Stay active by finding movement you enjoy. Consider joining a gym or taking a class in fitness, yoga, Pilates or spinning. You can even stay active for free by walking, swimming and dancing. Even everyday activities like gardening and housework count.

At work take the stairs, plan for wellness walks or walking meetings when possible, or perhaps work at a standing desk. When sitting at a desk, don’t forget to at least stand up and stretch every hour.

Finally, remember to vary your physical activity to include exercises for endurance, strength, flexibility and balance. Keep moving!

Drink water. Up to 60 percent of the human body is water. Staying well hydrated benefits the body in numerous ways as water is essential to the kidneys and to bodily functions. When dehydrated, the skin is more prone to potential disorders and wrinkling.

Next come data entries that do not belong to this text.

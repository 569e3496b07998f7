//! Typed change notifications published by the viewer
//!
//! Subscribers get their own `Receiver`; a subscriber that drops it is
//! forgotten on the next publish.

use crate::browser::BrowserKind;
use crate::viewer::LifecycleState;
use std::sync::mpsc::{self, Receiver, Sender};

/// Something observable changed in a viewer
#[derive(Debug, Clone, PartialEq, Eq)]
pub enum ViewerEvent {
    StateChanged {
        from: LifecycleState,
        to: LifecycleState,
    },
    SelectedBrowserChanged {
        previous: Option<BrowserKind>,
        current: BrowserKind,
    },
    FinderVisibilityChanged(bool),
    BrowserDisplayChanged {
        kind: BrowserKind,
        displayed: bool,
    },
}

/// Publish/subscribe channel fan-out
#[derive(Debug, Default)]
pub struct EventBus {
    subscribers: Vec<Sender<ViewerEvent>>,
}

impl EventBus {
    #[must_use]
    pub fn new() -> Self {
        Self::default()
    }

    pub fn subscribe(&mut self) -> Receiver<ViewerEvent> {
        let (sender, receiver) = mpsc::channel();
        self.subscribers.push(sender);
        receiver
    }

    pub fn publish(&mut self, event: &ViewerEvent) {
        self.subscribers
            .retain(|subscriber| subscriber.send(event.clone()).is_ok());
    }
}
//! The viewer state machine
//!
//! Every public command first checks the lifecycle state and fails fast with
//! `ViewerError::IllegalState` when the state forbids it. Commands that need
//! remote work attach a loader to the single pending slot, move to a busy
//! state and return at once; `process_pending` later applies the result on
//! the calling thread and returns to `Ready`.
//!
//! ```text
//!            activate            dispatch
//!   New ─────────────► Ready ─────────────► LoadingData / LoadingSelection
//!                        ▲                  LoadingThumbnail / Saving
//!                        └── result, failure or cancel ──┘
//!
//!   any state ── discard ──► Discarded
//! ```

use super::copy::{CommandOutcome, CopyBuffer, CopyMode, NodeRef, Rejection};
use super::delete::{DeletableObject, DeletionRequest};
use super::error::{Result, ViewerError};
use super::finder::sync_editor;
use super::model::{DataOperation, PendingLoad, TreeViewerModel};
use super::state::LifecycleState;
use crate::browser::{Browser, BrowserKind, TreeBrowser};
use crate::config::ViewerConfig;
use crate::editor::{Editor, EditorPane};
use crate::events::{EventBus, ViewerEvent};
use crate::loader::{
    Executor, LoadKind, LoadOutcome, LoadRequest, LoaderContext, LoaderId, LoaderMessage,
    RayonExecutor,
};
use crate::model::{DataKind, DataObject, GroupId, NodeId, ObjectId, ObjectKey, UserId};
use crate::service::{DataService, RootQuery, Scope};
use crate::ui::{Answer, ConfirmationPolicy, DialoguerConfirm, Notifier, StdoutNotifier};
use std::sync::Arc;
use std::sync::mpsc::{Receiver, Sender};
use std::time::{Duration, Instant};
use tracing::{debug, info, trace, warn};

const READY: &[LifecycleState] = &[LifecycleState::Ready];

/// Builder for `TreeViewer`
pub struct TreeViewerBuilder {
    service: Arc<dyn DataService>,
    scope: Scope,
    executor: Option<Arc<dyn Executor>>,
    editor: Option<Box<dyn Editor>>,
    notifier: Option<Box<dyn Notifier>>,
    confirmation: Option<Box<dyn ConfirmationPolicy>>,
    config: ViewerConfig,
}

impl TreeViewerBuilder {
    #[must_use]
    pub fn executor(mut self, executor: Arc<dyn Executor>) -> Self {
        self.executor = Some(executor);
        self
    }

    #[must_use]
    pub fn editor(mut self, editor: Box<dyn Editor>) -> Self {
        self.editor = Some(editor);
        self
    }

    #[must_use]
    pub fn notifier(mut self, notifier: Box<dyn Notifier>) -> Self {
        self.notifier = Some(notifier);
        self
    }

    #[must_use]
    pub fn confirmation(mut self, confirmation: Box<dyn ConfirmationPolicy>) -> Self {
        self.confirmation = Some(confirmation);
        self
    }

    #[must_use]
    pub fn config(mut self, config: ViewerConfig) -> Self {
        self.config = config;
        self
    }

    /// Build the viewer in the `New` state
    ///
    /// Without an explicit executor a rayon pool of
    /// `config.worker_threads` threads is started.
    ///
    /// # Errors
    ///
    /// Returns an error if the configuration is invalid or the pool cannot
    /// be started.
    pub fn build(self) -> Result<TreeViewer> {
        self.config.validate()?;

        let executor = match self.executor {
            Some(executor) => executor,
            None => Arc::new(RayonExecutor::new(self.config.worker_threads)?),
        };
        let (context, results) = LoaderContext::new(self.service, executor);

        let browsers: Vec<Box<dyn Browser>> = self
            .config
            .browsers
            .iter()
            .map(|kind| Box::new(TreeBrowser::new(*kind)) as Box<dyn Browser>)
            .collect();

        let model = TreeViewerModel::new(
            browsers,
            self.scope,
            context,
            self.config.thumbnail_cache_capacity,
            self.config.thumbnail_ttl(),
        );

        Ok(TreeViewer {
            model,
            results,
            editor: self.editor.unwrap_or_else(|| Box::new(EditorPane::new())),
            notifier: self
                .notifier
                .unwrap_or_else(|| Box::new(StdoutNotifier::new())),
            confirmation: self
                .confirmation
                .unwrap_or_else(|| Box::new(DialoguerConfirm::new())),
            events: EventBus::new(),
            config: self.config,
        })
    }
}

/// Orchestrator of one viewer session
pub struct TreeViewer {
    model: TreeViewerModel,
    results: Receiver<LoaderMessage>,
    editor: Box<dyn Editor>,
    notifier: Box<dyn Notifier>,
    confirmation: Box<dyn ConfirmationPolicy>,
    events: EventBus,
    config: ViewerConfig,
}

Protect your skin. Block sun damage by avoiding intense sun exposure, using sunscreen and wearing protective clothing. Avoid dry skin, reduce stress, and get enough sleep, ideally 7-8 hours a night. Talk to your doctor if you notice any changes to your skin, like a rash or mole that changes in color or size.

Sexual activity has health benefits too. Regular sexual activity has been shown to boost immunity, have a positive effect on the heart, reduce the risk of high blood pressure and even relieve head pain associated with migraine or cluster headaches in some people. In addition, various studies show sexual activity can improve sleep, relieve stress, boost self-esteem, lower men’s risk of prostate cancer and – here we go again! – increase one’s lifespan.

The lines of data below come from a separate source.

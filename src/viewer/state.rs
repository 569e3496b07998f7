//! Viewer lifecycle state

use std::fmt;

/// The single authoritative state of a viewer
#[derive(Debug, Clone, Copy, PartialEq, Eq, Hash)]
pub enum LifecycleState {
    /// Built but not activated
    New,
    Ready,
    LoadingData,
    LoadingSelection,
    LoadingThumbnail,
    Saving,
    /// Terminal
    Discarded,
}

impl LifecycleState {
    /// Whether a loader is attached in this state
    #[must_use]
    pub const fn is_busy(self) -> bool {
        matches!(
            self,
            Self::LoadingData | Self::LoadingSelection | Self::LoadingThumbnail | Self::Saving
        )
    }
}

impl fmt::Display for LifecycleState {
    fn fmt(&self, f: &mut fmt::Formatter<'_>) -> fmt::Result {
        let name = match self {
            Self::New => "new",
            Self::Ready => "ready",
            Self::LoadingData => "loading-data",
            Self::LoadingSelection => "loading-selection",
            Self::LoadingThumbnail => "loading-thumbnail",
            Self::Saving => "saving",
            Self::Discarded => "discarded",
        };
        f.write_str(name)
    }
}
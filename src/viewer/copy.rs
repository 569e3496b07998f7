//! Copy/cut buffer and paste planning

use crate::loader::LoaderId;
use crate::model::{DataKind, DataObject, ObjectKey};
use crate::service::TransferRequest;
use std::fmt;

#[derive(Debug, Clone, Copy, PartialEq, Eq)]
pub enum CopyMode {
    /// Link into the target and keep the original link
    Copy,
    /// Link into the target and drop the link to the old parent
    Cut,
}

/// A copied node: the object and the parent it was taken from
#[derive(Debug, Clone, PartialEq, Eq)]
pub struct NodeRef {
    pub object: DataObject,
    pub parent: Option<ObjectKey>,
}

impl NodeRef {
    #[must_use]
    pub const fn new(object: DataObject, parent: Option<ObjectKey>) -> Self {
        Self { object, parent }
    }
}

/// Nodes waiting for a paste
#[derive(Debug, Clone, PartialEq, Eq)]
pub struct CopyBuffer {
    pub nodes: Vec<NodeRef>,
    pub mode: CopyMode,
}

impl CopyBuffer {
    #[must_use]
    pub const fn new(nodes: Vec<NodeRef>, mode: CopyMode) -> Self {
        Self { nodes, mode }
    }

    /// Common kind of the buffered objects; `None` if empty or mixed
    #[must_use]
    pub fn kind(&self) -> Option<DataKind> {
        let first = self.nodes.first()?.object.kind;
        self.nodes
            .iter()
            .all(|node| node.object.kind == first)
            .then_some(first)
    }

    #[must_use]
    pub fn keys(&self) -> Vec<ObjectKey> {
        self.nodes.iter().map(|node| node.object.key()).collect()
    }

    /// Plan the link/unlink work of pasting into `targets`
    ///
    /// # Errors
    ///
    /// Returns the business rule that forbids the paste.
    pub fn plan_paste(&self, targets: &[DataObject]) -> Result<TransferRequest, Rejection> {
        if self.nodes.is_empty() {
            return Err(Rejection::EmptyCopyBuffer);
        }
        if targets.is_empty() {
            return Err(Rejection::NoTargets);
        }
        let kind = self.kind().ok_or(Rejection::MixedKinds)?;
        if self.mode == CopyMode::Cut && targets.len() > 1 {
            return Err(Rejection::CutToManyTargets);
        }
        if let Some(target) = targets.iter().find(|t| !t.kind.accepts(kind)) {
            return Err(Rejection::Incompatible {
                parent: target.kind,
                child: kind,
            });
        }

        let mut request = TransferRequest::default();
        for target in targets {
            let target_key = target.key();
            for node in &self.nodes {
                // Already linked there
                if node.parent == Some(target_key) {
                    continue;
                }
                request
                    .links
                    .entry(target_key)
                    .or_default()
                    .push(node.object.clone());

                if self.mode == CopyMode::Cut
                    && let Some(parent) = node.parent
                {
                    request
                        .unlinks
                        .entry(parent)
                        .or_default()
                        .push(node.object.clone());
                }
            }
        }

        if request.is_empty() {
            return Err(Rejection::NothingToPaste);
        }
        Ok(request)
    }
}

/// A command refused by a business rule; the viewer state is unchanged
#[derive(Debug, Clone, PartialEq, Eq)]
pub enum Rejection {
    EmptyCopyBuffer,
    NoTargets,
    /// Buffered objects are not all of one kind
    MixedKinds,
    Incompatible {
        parent: DataKind,
        child: DataKind,
    },
    /// A cut node cannot move to several parents
    CutToManyTargets,
    /// Every buffered node is already under the target
    NothingToPaste,
    NoRenderingSettings,
    InvalidSettingsTarget(DataKind),
    /// Nothing in the selection to act on
    EmptySelection,
    /// The user cancelled a confirmation prompt
    Declined,
    /// A container's children must be loaded before acting on them
    ContentsNotLoaded,
}

impl fmt::Display for Rejection {
    fn fmt(&self, f: &mut fmt::Formatter<'_>) -> fmt::Result {
        match self {
            Self::EmptyCopyBuffer => f.write_str("Nothing has been copied"),
            Self::NoTargets => f.write_str("No target selected"),
            Self::MixedKinds => f.write_str("Copied objects must all be of the same kind"),
            Self::Incompatible { parent, child } => {
                write!(f, "Cannot place a {child} inside a {parent}")
            }
            Self::CutToManyTargets => f.write_str("Cut objects can only be pasted into one target"),
            Self::NothingToPaste => f.write_str("The objects are already in the target"),
            Self::NoRenderingSettings => f.write_str("No rendering settings have been copied"),
            Self::InvalidSettingsTarget(kind) => {
                write!(f, "Rendering settings cannot be applied to a {kind}")
            }
            Self::EmptySelection => f.write_str("Nothing selected"),
            Self::Declined => f.write_str("Cancelled by the user"),
            Self::ContentsNotLoaded => {
                f.write_str("Open the container to load its contents first")
            }
        }
    }
}

/// What a viewer command did
#[derive(Debug, Clone, PartialEq, Eq)]
pub enum CommandOutcome {
    /// A loader was attached and started
    Dispatched(LoaderId),
    /// Done synchronously, no loader needed
    Completed,
    Rejected(Rejection),
}

impl CommandOutcome {
    #[must_use]
    pub const fn loader(&self) -> Option<LoaderId> {
        match self {
            Self::Dispatched(id) => Some(*id),
            _ => None,
        }
    }

    #[must_use]
    pub const fn is_rejected(&self) -> bool {
        matches!(self, Self::Rejected(_))
    }
}
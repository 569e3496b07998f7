//! UI error types

use thiserror::Error;

/// Errors that can occur while talking to the user
#[derive(Debug, Error)]
pub enum UiError {
    /// The prompt could not be shown or read
    #[error("IO error: {0}")]
    IoError(#[from] std::io::Error),

    /// A scripted answer source ran dry with no default to fall back on
    #[error("No answer available for: {0}")]
    NoAnswer(String),
}

/// Result type for UI operations
pub type Result<T> = std::result::Result<T, UiError>;
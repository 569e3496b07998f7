//! Tagged loader work and result payloads

use crate::model::{DataObject, ObjectId, ObjectKey, Thumbnail};
use crate::service::{DataService, DeleteDescriptor, Result, RootQuery, Scope, TransferRequest};
use std::fmt;

/// The asynchronous operation a loader performs
#[derive(Debug, Clone, PartialEq, Eq)]
pub enum LoadRequest {
    /// Top level of a browser
    Roots(RootQuery),

    /// Children of one container
    Children { parent: ObjectKey, scope: Scope },

    Create {
        object: DataObject,
        parent: Option<ObjectKey>,
    },

    Update(DataObject),

    Remove(DataObject),

    /// Combined link/unlink of a paste
    Transfer(TransferRequest),

    Delete(Vec<DeleteDescriptor>),

    Thumbnails(Vec<ObjectId>),

    PasteSettings {
        source: ObjectId,
        targets: Vec<ObjectKey>,
    },

    ResetSettings(Vec<ObjectKey>),
}

/// Discriminant of a `LoadRequest`, used in logs and by the orchestrator
#[derive(Debug, Clone, Copy, PartialEq, Eq, Hash)]
pub enum LoadKind {
    Roots,
    Children,
    Create,
    Update,
    Remove,
    Transfer,
    Delete,
    Thumbnails,
    PasteSettings,
    ResetSettings,
}

impl fmt::Display for LoadKind {
    fn fmt(&self, f: &mut fmt::Formatter<'_>) -> fmt::Result {
        let name = match self {
            Self::Roots => "roots",
            Self::Children => "children",
            Self::Create => "create",
            Self::Update => "update",
            Self::Remove => "remove",
            Self::Transfer => "transfer",
            Self::Delete => "delete",
            Self::Thumbnails => "thumbnails",
            Self::PasteSettings => "paste-settings",
            Self::ResetSettings => "reset-settings",
        };
        f.write_str(name)
    }
}

/// Successful result of a loader
#[derive(Debug, Clone, PartialEq, Eq)]
pub enum LoadOutcome {
    Roots(Vec<DataObject>),
    Children {
        parent: ObjectKey,
        children: Vec<DataObject>,
    },
    Created {
        object: DataObject,
        parent: Option<ObjectKey>,
    },
    Updated(DataObject),
    Removed(DataObject),
    Transferred(TransferRequest),
    Deleted(Vec<ObjectKey>),
    Thumbnails(Vec<Thumbnail>),
    /// Images whose rendering settings were pasted or reset
    SettingsApplied(Vec<ObjectId>),
}

impl LoadRequest {
    #[must_use]
    pub const fn kind(&self) -> LoadKind {
        match self {
            Self::Roots(_) => LoadKind::Roots,
            Self::Children { .. } => LoadKind::Children,
            Self::Create { .. } => LoadKind::Create,
            Self::Update(_) => LoadKind::Update,
            Self::Remove(_) => LoadKind::Remove,
            Self::Transfer(_) => LoadKind::Transfer,
            Self::Delete(_) => LoadKind::Delete,
            Self::Thumbnails(_) => LoadKind::Thumbnails,
            Self::PasteSettings { .. } => LoadKind::PasteSettings,
            Self::ResetSettings(_) => LoadKind::ResetSettings,
        }
    }

    /// Object a create, update or remove request saves
    #[must_use]
    pub fn subject(&self) -> Option<ObjectKey> {
        match self {
            Self::Create { object, .. } | Self::Update(object) | Self::Remove(object) => {
                Some(object.key())
            }
            _ => None,
        }
    }

    /// Whether the request changes server-side data
    #[must_use]
    pub const fn is_mutation(&self) -> bool {
        !matches!(
            self,
            Self::Roots(_) | Self::Children { .. } | Self::Thumbnails(_)
        )
    }

    /// Run the request against a data service
    ///
    /// # Errors
    ///
    /// Propagates the service error unchanged.
    pub fn execute(self, service: &dyn DataService) -> Result<LoadOutcome> {
        match self {
            Self::Roots(query) => service.load_roots(&query).map(LoadOutcome::Roots),
            Self::Children { parent, scope } => service
                .load_children(parent, scope)
                .map(|children| LoadOutcome::Children { parent, children }),
            Self::Create { object, parent } => service
                .create(object, parent)
                .map(|object| LoadOutcome::Created { object, parent }),
            Self::Update(object) => service.update(object).map(LoadOutcome::Updated),
            Self::Remove(object) => service
                .remove(object.key())
                .map(|()| LoadOutcome::Removed(object)),
            Self::Transfer(request) => service
                .transfer(&request)
                .map(|()| LoadOutcome::Transferred(request)),
            Self::Delete(batch) => service.delete(&batch).map(LoadOutcome::Deleted),
            Self::Thumbnails(images) => service.thumbnails(&images).map(LoadOutcome::Thumbnails),
            Self::PasteSettings { source, targets } => service
                .paste_rendering_settings(source, &targets)
                .map(LoadOutcome::SettingsApplied),
            Self::ResetSettings(targets) => service
                .reset_rendering_settings(&targets)
                .map(LoadOutcome::SettingsApplied),
        }
    }
}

Learn techniques to minimize stress and stay positive.

Practice mindfulness. Remember what was said earlier about living life in the present? That’s mindfulness in a nutshell. A vast number of scientific studies have shown that mindfulness can greatly enhance wellbeing through actual brain change, more fulfilling relationships, improved health and an increased ability to live with joy. So slow down and eat a meal or snack mindfully, download a mindfulness app and listen to a guided meditation, practice yoga as little as 12 minutes a day or start a gratitude journal and train your brain to focus on the positives.

Nurture relationships. Positive social connections can strengthen your immune system, help you recover from disease faster and may extend your longevity. Take the time to invest in relationships that bring you joy. You can meet people who share similar interests by taking a class, joining a group or volunteering for an organization.

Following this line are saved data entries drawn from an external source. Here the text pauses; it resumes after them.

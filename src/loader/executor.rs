//! Where the background half of a loader runs

use std::collections::VecDeque;
use std::sync::{Arc, Mutex, MutexGuard, PoisonError};

/// Boxed unit of background work
pub type Job = Box<dyn FnOnce() + Send + 'static>;

/// Runs loader jobs off the control thread
pub trait Executor: Send + Sync {
    fn spawn(&self, job: Job);
}

/// Executor backed by a dedicated rayon thread pool
pub struct RayonExecutor {
    pool: rayon::ThreadPool,
}

impl RayonExecutor {
    /// Build a pool with `threads` named worker threads
    ///
    /// # Errors
    ///
    /// Returns an error if the operating system refuses to spawn the threads.
    pub fn new(threads: usize) -> Result<Self, rayon::ThreadPoolBuildError> {
        let pool = rayon::ThreadPoolBuilder::new()
            .num_threads(threads.max(1))
            .thread_name(|index| format!("treeviewer-loader-{index}"))
            .build()?;
        Ok(Self { pool })
    }

    #[must_use]
    pub fn threads(&self) -> usize {
        self.pool.current_num_threads()
    }
}

impl Executor for RayonExecutor {
    fn spawn(&self, job: Job) {
        self.pool.spawn(job);
    }
}

/// Executor that only queues jobs until the caller runs them
///
/// Clones share one queue, so a test can keep a handle after giving the
/// executor to a viewer.
#[derive(Clone, Default)]
pub struct ManualExecutor {
    queue: Arc<Mutex<VecDeque<Job>>>,
}

impl ManualExecutor {
    #[must_use]
    pub fn new() -> Self {
        Self::default()
    }

    fn queue(&self) -> MutexGuard<'_, VecDeque<Job>> {
        self.queue.lock().unwrap_or_else(PoisonError::into_inner)
    }

    /// Number of queued jobs
    #[must_use]
    pub fn pending(&self) -> usize {
        self.queue().len()
    }

    /// Run the oldest queued job; returns false if none was queued
    pub fn run_next(&self) -> bool {
        // Pop before running so a job may spawn further jobs
        let job = self.queue().pop_front();
        match job {
            Some(job) => {
                job();
                true
            }
            None => false,
        }
    }

    /// Run queued jobs until the queue is empty, returning how many ran
    pub fn run_all(&self) -> usize {
        let mut ran = 0;
        while self.run_next() {
            ran += 1;
        }
        ran
    }
}

impl Executor for ManualExecutor {
    fn spawn(&self, job: Job) {
        self.queue().push_back(job);
    }
}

Think positively about aging. Research shows that the way we think about aging can influence how we age. Several studies from around the world show that those with a positive perception of growing older are healthier, happier, have a lower risk of dementia and even live years longer. In 2009, Yale professor Becca Levy, Ph.D, introduced the term “stereo embodiment theory” and described how cultural influences lead to internalized attitudes about aging that can have a long-term impact on health.

“We have found the risk of dementia goes up with people who have taken in more negative age stereotypes from their culture, but you also could think about it in the opposite way, that people who take in more positive age stereotypes seem to have a cognitive advantage over time,” Levy said.

In more recent studies, Levy pointed out four factors that influenced the perceptions of older adults: health, intergenerational contact, legislation and social climate. Over recent years, more research from other countries, especially Germany, is supporting Levy’s team’s findings.

Finally, be encouraged. A survey by the United Kingdom’s Office of National Statistics found 65 to 79 is the happiest age group for adults.  So stay active, social, and curious; learn new things, embrace new experiences, and take care of your body to live life to the fullest now and into the future!

*Always consult with your physician before making changes to your diet or starting any physical exercise program.